Rafael Quick, um dos sócios da Cervejaria Viela, ressaltou a importância histórica e cultural do bairro na história de Belo Horizonte e contou à reportagem que é um dos possíveis lugares que podem ser contemplados com uma expansão do empreendimento que ele administra.
“A Lagoinha é um lugar inclusivo, com uma riqueza muito grande, que conta a história da cidade, do samba, da boemia. É um lugar que a gente vê com bons olhos”, comentou.
Nessa linha de novos espaços culturais na Lagoinha, a região terá uma estreia no início do próximo mês, com a casa de shows e espaço cultural Aquilombar. De acordo com a sócia desse empreendimento, Fatini Forbeck, a casa de shows chega para agregar a esse movimento de revitalização e também de valorização dos aspectos culturais produzidos na Lagoinha.
“A gente vem para fortalecer esse movimento, evidenciar a cultura, fortalecer essa narrativa de revitalização. E também por que a gente acredita que o Lagoinha é o melhor bairro de Belo Horizonte. As mazelas estão aí, mas a Lagoinha não é só isso, muito pelo contrário, a Lagoinha é samba, alegria, tradição e história [da cidade], também”, destacou.
Fatine também falou sobre um fato significativo e especial a respeito da estreia do Aquilombar, localizado na Rua Itapecerica, 865, Lagoinha. A sócia ainda faz um convite a toda a população de Belo Horizonte para estar presente na abertura do espaço, no dia 2 de novembro.
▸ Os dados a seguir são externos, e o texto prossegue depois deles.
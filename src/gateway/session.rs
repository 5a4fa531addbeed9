// src/gateway/session.rs

//! One control-plane connection, from upgrade to close.

use std::sync::Arc;

use axum::extract::ws::{Message, WebSocket};
use futures_util::{SinkExt, StreamExt};
use tokio::sync::mpsc;
use tokio::time::Instant;
use tracing::{debug, info, warn};

use super::protocol::{self, ClientMessage, ProtocolViolation};
use super::sessions::{SessionId, SessionTicket};
use super::{Gateway, SessionError};

enum Flow {
    Continue,
    Close,
}

pub(crate) async fn serve(
    socket: WebSocket,
    ticket: SessionTicket,
    mut outbound: mpsc::Receiver<String>,
    gateway: Arc<Gateway>,
) {
    let id = ticket.id();
    info!(session = id, "control session opened");

    let (mut tx, mut rx) = socket.split();
    let mut authenticated = false;
    let auth_deadline = Instant::now() + gateway.auth_timeout();
    let deadline = tokio::time::sleep_until(auth_deadline);
    tokio::pin!(deadline);

    let outcome: Result<(), SessionError> = loop {
        tokio::select! {
            _ = &mut deadline, if !authenticated => break Err(SessionError::AuthTimeout),
            queued = outbound.recv() => match queued {
                Some(text) => {
                    if tx.send(Message::Text(text)).await.is_err() {
                        break Ok(());
                    }
                }
                // The table dropped us.
                None => break Err(SessionError::Stalled),
            },
            frame = rx.next() => match frame {
                None | Some(Err(_)) => break Ok(()),
                Some(Ok(message)) => {
                    match handle_frame(message, &mut authenticated, auth_deadline, &gateway, id).await {
                        Ok(Flow::Continue) => {}
                        Ok(Flow::Close) => break Ok(()),
                        Err(e) => break Err(e),
                    }
                }
            }
        }
    };

    match outcome {
        Ok(()) => info!(session = id, "control session closed"),
        // Returning drops both halves, which tears the connection down.
        Err(e) => warn!(session = id, reason = %e, "control session destroyed"),
    }
    drop(ticket);
}

async fn handle_frame(
    message: Message,
    authenticated: &mut bool,
    auth_deadline: Instant,
    gateway: &Gateway,
    id: SessionId,
) -> Result<Flow, SessionError> {
    let text = match message {
        Message::Text(text) => text,
        Message::Binary(bytes) => String::from_utf8(bytes).map_err(|_| {
            ProtocolViolation::Malformed("binary frame is not utf-8".to_string())
        })?,
        Message::Ping(_) | Message::Pong(_) => return Ok(Flow::Continue),
        Message::Close(_) => return Ok(Flow::Close),
    };

    match protocol::decode(&text)? {
        ClientMessage::Auth { password } => {
            if *authenticated {
                return Err(ProtocolViolation::AlreadyAuthenticated.into());
            }
            let verified = tokio::time::timeout_at(auth_deadline, gateway.verify(password))
                .await
                .map_err(|_| SessionError::AuthTimeout)?;
            if !verified {
                return Err(SessionError::AuthFailure);
            }
            *authenticated = true;
            debug!(session = id, "session authenticated");
            gateway.hub().authenticated(id);
        }
        ClientMessage::Action { action, which } => {
            if !*authenticated {
                return Err(ProtocolViolation::NotAuthenticated.into());
            }
            gateway.dispatch(action, &which)?;
        }
    }
    Ok(Flow::Continue)
}
// src/supervisor/sink.rs

use tracing::info;

use crate::types::Report;

/// Receiver of supervisor reports.
///
/// Called synchronously, after the state it describes has been updated and
/// while that supervisor's state is still locked, so implementations must
/// not block and must not call back into the supervisor.
pub trait ReportSink: Send + Sync {
    fn report(&self, report: Report);
}

/// Writes reports to the log. Used when no gateway is listening.
#[derive(Debug, Clone, Copy, Default)]
pub struct LogSink;

impl ReportSink for LogSink {
    fn report(&self, report: Report) {
        info!(
            project = %report.name,
            status = %report.status,
            detail = %report.detail,
            "status report"
        );
    }
}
“A gente vai abrir a casa no dia 2 [de novembro] e estava até comentando aqui que vamos abrir a casa no dia dos mortos para celebrar a vida. Celebrar a vida da diversidade, a vida da Lagoinha, mesmo. E a nossa proposta é ter Belo Horizonte como protagonista, especialmente, nesse campo cultural. E a gente está fazendo um convite para a cidade conhecer o nosso espaço”, finalizou.